▶ [Exercise directions]: Your answer is a copy of every line in the records where "valid" appears.

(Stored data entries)
= Beginning of Section =
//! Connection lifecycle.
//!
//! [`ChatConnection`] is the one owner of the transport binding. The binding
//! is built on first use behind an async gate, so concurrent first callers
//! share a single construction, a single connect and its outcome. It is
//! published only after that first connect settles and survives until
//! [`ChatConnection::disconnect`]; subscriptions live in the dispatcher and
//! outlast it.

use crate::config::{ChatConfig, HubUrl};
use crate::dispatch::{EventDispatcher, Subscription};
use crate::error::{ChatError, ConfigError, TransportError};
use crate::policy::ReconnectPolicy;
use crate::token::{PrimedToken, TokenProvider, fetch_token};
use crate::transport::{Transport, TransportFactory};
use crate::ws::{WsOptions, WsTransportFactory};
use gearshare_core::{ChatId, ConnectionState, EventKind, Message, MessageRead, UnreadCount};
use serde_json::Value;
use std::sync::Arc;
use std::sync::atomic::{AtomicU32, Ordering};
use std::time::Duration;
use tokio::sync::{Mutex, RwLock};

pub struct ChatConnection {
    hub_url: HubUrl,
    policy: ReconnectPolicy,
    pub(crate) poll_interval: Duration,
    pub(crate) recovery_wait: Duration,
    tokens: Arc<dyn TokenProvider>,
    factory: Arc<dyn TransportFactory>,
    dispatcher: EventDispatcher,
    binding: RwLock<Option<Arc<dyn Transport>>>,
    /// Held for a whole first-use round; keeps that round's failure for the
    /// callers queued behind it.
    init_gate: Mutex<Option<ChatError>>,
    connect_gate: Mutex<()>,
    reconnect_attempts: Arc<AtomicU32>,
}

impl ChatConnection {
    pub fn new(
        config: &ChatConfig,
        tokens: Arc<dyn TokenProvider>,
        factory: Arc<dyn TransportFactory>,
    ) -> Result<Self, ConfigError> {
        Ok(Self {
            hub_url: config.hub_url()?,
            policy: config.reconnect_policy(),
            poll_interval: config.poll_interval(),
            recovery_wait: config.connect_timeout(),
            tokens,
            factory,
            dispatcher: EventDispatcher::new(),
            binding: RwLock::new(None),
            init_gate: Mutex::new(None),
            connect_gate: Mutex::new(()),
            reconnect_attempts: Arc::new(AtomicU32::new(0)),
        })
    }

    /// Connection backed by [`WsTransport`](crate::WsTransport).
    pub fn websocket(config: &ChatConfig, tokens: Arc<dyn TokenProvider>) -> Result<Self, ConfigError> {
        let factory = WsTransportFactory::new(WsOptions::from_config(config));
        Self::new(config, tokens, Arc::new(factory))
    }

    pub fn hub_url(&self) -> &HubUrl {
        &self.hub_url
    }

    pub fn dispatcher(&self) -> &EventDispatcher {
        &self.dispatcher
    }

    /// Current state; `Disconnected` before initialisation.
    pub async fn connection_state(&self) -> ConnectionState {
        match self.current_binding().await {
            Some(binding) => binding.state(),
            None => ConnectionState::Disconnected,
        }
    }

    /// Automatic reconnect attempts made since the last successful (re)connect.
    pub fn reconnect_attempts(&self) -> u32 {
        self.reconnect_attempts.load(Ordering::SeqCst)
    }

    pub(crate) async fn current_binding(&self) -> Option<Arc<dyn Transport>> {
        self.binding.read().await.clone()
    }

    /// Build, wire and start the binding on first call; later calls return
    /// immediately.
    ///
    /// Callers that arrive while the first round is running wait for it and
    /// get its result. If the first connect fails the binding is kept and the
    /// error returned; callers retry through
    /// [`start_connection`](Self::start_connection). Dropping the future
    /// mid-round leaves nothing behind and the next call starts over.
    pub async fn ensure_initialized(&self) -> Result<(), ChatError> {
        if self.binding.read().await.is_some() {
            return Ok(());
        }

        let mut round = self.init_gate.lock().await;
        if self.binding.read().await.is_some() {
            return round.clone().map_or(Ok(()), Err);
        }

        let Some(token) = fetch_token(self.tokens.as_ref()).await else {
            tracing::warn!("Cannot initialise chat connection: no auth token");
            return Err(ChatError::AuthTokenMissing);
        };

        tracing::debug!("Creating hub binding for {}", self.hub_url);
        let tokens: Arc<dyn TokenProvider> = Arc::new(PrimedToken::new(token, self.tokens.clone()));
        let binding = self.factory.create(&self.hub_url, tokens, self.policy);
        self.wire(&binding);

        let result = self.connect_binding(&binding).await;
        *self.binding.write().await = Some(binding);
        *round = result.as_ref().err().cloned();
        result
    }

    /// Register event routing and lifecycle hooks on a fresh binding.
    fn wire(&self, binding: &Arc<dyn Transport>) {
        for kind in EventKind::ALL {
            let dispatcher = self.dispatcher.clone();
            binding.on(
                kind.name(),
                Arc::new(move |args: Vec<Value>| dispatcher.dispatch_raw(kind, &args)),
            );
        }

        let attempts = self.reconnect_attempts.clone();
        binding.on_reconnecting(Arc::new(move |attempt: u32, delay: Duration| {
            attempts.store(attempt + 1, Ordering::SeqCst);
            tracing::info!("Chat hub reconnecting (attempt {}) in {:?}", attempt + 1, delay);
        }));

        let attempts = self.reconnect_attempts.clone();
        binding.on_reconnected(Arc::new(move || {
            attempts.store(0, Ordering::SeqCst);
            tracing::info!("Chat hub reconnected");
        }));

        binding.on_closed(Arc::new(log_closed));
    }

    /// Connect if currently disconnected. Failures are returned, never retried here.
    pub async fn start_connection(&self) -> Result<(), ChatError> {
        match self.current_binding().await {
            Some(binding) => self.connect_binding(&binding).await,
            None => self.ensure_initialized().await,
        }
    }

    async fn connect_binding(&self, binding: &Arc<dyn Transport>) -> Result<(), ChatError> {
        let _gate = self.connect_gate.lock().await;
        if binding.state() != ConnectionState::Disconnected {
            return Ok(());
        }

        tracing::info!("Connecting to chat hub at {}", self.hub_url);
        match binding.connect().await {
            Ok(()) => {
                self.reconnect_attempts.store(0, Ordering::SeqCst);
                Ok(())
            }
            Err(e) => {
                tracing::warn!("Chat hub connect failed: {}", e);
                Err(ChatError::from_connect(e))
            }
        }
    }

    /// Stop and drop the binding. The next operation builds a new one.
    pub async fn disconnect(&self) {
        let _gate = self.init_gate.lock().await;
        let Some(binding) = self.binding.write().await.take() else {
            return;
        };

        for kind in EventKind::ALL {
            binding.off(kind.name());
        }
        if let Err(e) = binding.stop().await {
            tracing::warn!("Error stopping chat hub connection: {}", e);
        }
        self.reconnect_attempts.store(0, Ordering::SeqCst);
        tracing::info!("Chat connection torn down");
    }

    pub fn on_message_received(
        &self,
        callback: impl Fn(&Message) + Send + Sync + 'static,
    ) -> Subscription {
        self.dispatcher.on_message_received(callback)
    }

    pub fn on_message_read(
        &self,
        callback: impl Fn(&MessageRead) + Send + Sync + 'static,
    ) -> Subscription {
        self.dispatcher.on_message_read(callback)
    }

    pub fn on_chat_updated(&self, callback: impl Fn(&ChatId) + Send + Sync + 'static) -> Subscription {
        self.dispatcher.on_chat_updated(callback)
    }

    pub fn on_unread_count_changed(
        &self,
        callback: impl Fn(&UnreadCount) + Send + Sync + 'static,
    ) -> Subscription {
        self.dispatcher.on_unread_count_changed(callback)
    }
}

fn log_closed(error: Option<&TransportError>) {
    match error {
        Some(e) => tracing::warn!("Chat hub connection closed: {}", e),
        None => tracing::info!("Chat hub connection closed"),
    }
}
= End of Section =
= Beginning of Section =
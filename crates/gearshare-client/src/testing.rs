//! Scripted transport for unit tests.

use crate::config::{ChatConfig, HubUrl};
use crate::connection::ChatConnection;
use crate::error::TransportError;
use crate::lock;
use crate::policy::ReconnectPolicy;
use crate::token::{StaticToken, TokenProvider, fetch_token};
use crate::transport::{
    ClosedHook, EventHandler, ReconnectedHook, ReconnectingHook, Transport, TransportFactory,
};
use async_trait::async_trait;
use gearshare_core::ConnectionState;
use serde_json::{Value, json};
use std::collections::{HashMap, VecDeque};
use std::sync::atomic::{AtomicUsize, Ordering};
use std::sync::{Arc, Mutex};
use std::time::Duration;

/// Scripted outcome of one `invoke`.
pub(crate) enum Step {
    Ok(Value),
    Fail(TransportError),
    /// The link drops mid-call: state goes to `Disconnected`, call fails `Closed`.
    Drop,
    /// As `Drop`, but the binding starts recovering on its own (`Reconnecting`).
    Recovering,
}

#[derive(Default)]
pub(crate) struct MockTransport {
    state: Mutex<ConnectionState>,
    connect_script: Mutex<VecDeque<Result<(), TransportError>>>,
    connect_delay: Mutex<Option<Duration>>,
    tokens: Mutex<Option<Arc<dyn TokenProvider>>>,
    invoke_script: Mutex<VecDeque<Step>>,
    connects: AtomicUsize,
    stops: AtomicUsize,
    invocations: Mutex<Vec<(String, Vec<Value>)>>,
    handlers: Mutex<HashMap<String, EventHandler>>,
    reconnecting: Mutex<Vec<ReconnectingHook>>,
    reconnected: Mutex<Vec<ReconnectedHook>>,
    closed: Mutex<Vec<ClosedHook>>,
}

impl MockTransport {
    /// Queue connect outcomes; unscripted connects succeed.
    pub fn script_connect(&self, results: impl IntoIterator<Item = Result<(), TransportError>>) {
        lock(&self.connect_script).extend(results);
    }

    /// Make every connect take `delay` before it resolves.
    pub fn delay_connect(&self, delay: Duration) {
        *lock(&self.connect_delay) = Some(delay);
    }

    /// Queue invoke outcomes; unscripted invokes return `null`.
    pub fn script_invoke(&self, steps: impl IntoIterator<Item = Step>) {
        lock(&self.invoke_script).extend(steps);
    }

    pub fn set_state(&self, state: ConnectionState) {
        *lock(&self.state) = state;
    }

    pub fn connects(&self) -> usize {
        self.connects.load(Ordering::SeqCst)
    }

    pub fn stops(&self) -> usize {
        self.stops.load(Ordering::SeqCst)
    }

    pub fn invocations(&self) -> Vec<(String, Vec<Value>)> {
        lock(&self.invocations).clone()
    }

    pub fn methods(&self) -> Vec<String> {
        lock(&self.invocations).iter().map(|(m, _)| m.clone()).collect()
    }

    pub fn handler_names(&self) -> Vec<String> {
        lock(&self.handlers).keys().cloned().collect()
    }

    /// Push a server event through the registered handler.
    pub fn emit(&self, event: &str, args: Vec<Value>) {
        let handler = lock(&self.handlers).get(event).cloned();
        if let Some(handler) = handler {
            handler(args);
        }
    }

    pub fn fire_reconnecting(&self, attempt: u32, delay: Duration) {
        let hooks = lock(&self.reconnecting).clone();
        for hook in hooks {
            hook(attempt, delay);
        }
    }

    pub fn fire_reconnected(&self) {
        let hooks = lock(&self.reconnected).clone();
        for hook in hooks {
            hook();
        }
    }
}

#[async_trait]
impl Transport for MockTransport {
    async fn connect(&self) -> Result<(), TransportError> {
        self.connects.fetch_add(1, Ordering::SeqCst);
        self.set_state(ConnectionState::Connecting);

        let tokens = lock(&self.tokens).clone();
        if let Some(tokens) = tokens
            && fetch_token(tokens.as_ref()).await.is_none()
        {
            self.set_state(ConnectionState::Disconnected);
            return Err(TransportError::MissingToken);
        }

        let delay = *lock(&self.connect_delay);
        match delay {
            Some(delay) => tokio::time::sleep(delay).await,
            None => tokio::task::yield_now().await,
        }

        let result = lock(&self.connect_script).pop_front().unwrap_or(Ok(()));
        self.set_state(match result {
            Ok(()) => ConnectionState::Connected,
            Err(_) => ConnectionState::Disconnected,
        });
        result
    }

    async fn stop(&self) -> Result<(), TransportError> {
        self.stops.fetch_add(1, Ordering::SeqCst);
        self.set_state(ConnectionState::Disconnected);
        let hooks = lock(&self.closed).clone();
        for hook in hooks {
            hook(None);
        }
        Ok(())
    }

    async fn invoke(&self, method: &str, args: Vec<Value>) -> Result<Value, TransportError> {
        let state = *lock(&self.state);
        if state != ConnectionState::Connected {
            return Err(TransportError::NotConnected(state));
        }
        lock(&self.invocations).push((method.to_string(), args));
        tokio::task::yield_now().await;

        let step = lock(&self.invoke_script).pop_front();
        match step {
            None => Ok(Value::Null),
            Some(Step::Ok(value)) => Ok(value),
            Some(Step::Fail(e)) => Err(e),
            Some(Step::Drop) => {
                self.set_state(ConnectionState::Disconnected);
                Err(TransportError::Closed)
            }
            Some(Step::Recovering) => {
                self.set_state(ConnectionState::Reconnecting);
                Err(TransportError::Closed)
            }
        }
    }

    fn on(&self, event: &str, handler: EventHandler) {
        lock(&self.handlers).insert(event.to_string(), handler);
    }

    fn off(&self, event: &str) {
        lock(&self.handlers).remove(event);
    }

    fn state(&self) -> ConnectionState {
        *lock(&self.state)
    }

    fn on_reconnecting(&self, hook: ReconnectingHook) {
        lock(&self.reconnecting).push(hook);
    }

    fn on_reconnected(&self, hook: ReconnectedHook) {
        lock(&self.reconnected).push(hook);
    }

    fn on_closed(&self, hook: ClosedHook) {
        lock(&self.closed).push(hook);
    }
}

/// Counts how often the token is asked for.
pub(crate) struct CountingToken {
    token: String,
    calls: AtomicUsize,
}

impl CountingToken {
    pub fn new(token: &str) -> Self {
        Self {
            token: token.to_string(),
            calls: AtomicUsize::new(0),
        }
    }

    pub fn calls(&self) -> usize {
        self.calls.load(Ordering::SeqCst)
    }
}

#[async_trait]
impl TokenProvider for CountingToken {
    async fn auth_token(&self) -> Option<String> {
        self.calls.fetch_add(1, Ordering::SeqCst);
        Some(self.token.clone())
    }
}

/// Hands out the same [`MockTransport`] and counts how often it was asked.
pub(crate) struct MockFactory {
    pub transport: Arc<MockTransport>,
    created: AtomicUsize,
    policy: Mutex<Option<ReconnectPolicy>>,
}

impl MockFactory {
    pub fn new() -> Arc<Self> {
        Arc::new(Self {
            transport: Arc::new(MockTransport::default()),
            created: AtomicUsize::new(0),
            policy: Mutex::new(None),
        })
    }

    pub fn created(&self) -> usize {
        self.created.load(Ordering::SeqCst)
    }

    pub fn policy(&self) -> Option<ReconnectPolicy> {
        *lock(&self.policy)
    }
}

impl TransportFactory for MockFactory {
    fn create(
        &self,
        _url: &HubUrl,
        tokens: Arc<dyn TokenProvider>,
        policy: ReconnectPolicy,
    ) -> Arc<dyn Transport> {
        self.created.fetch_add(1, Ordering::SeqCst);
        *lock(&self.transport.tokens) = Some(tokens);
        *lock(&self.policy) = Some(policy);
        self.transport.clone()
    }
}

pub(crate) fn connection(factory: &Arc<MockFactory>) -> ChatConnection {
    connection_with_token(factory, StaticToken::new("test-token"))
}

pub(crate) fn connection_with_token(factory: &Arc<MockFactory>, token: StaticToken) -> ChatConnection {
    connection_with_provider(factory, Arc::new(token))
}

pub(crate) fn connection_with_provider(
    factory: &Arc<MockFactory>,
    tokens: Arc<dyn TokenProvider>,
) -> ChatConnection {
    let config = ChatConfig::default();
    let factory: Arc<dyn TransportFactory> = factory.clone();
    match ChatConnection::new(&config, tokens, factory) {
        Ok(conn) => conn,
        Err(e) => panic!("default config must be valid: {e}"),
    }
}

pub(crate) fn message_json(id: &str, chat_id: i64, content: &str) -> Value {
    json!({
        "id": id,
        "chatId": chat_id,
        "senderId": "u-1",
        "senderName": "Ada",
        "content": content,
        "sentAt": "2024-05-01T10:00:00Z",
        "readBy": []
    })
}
= End of Section =
= Beginning of Section =
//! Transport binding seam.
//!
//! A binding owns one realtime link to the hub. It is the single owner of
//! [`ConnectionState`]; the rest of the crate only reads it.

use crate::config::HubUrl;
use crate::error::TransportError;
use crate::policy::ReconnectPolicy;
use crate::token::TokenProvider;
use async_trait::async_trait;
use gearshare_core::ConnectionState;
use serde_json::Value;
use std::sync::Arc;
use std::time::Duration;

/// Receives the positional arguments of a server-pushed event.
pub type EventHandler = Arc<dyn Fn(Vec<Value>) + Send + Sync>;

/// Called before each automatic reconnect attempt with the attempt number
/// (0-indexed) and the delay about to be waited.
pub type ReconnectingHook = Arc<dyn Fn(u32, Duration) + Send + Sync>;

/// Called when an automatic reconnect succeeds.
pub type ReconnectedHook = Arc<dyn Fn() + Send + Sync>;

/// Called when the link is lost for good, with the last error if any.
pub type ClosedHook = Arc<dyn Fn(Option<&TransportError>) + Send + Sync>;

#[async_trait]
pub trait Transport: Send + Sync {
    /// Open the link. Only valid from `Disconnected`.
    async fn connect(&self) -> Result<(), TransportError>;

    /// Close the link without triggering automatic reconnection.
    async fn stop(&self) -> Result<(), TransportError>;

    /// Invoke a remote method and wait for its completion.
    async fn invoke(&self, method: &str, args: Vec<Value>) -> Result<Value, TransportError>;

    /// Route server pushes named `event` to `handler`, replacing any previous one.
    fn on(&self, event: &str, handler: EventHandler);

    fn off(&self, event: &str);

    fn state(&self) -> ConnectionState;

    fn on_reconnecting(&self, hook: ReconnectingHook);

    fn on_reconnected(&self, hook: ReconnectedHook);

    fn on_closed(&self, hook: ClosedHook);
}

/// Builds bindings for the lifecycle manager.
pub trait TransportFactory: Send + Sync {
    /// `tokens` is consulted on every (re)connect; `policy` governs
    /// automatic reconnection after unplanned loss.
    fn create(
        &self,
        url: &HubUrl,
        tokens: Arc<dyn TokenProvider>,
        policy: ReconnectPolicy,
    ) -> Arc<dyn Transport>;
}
= End of Section =
▶ [Exercise output]:
        Err(e) => panic!("default config must be valid: {e}"),
    /// Open the link. Only valid from `Disconnected`.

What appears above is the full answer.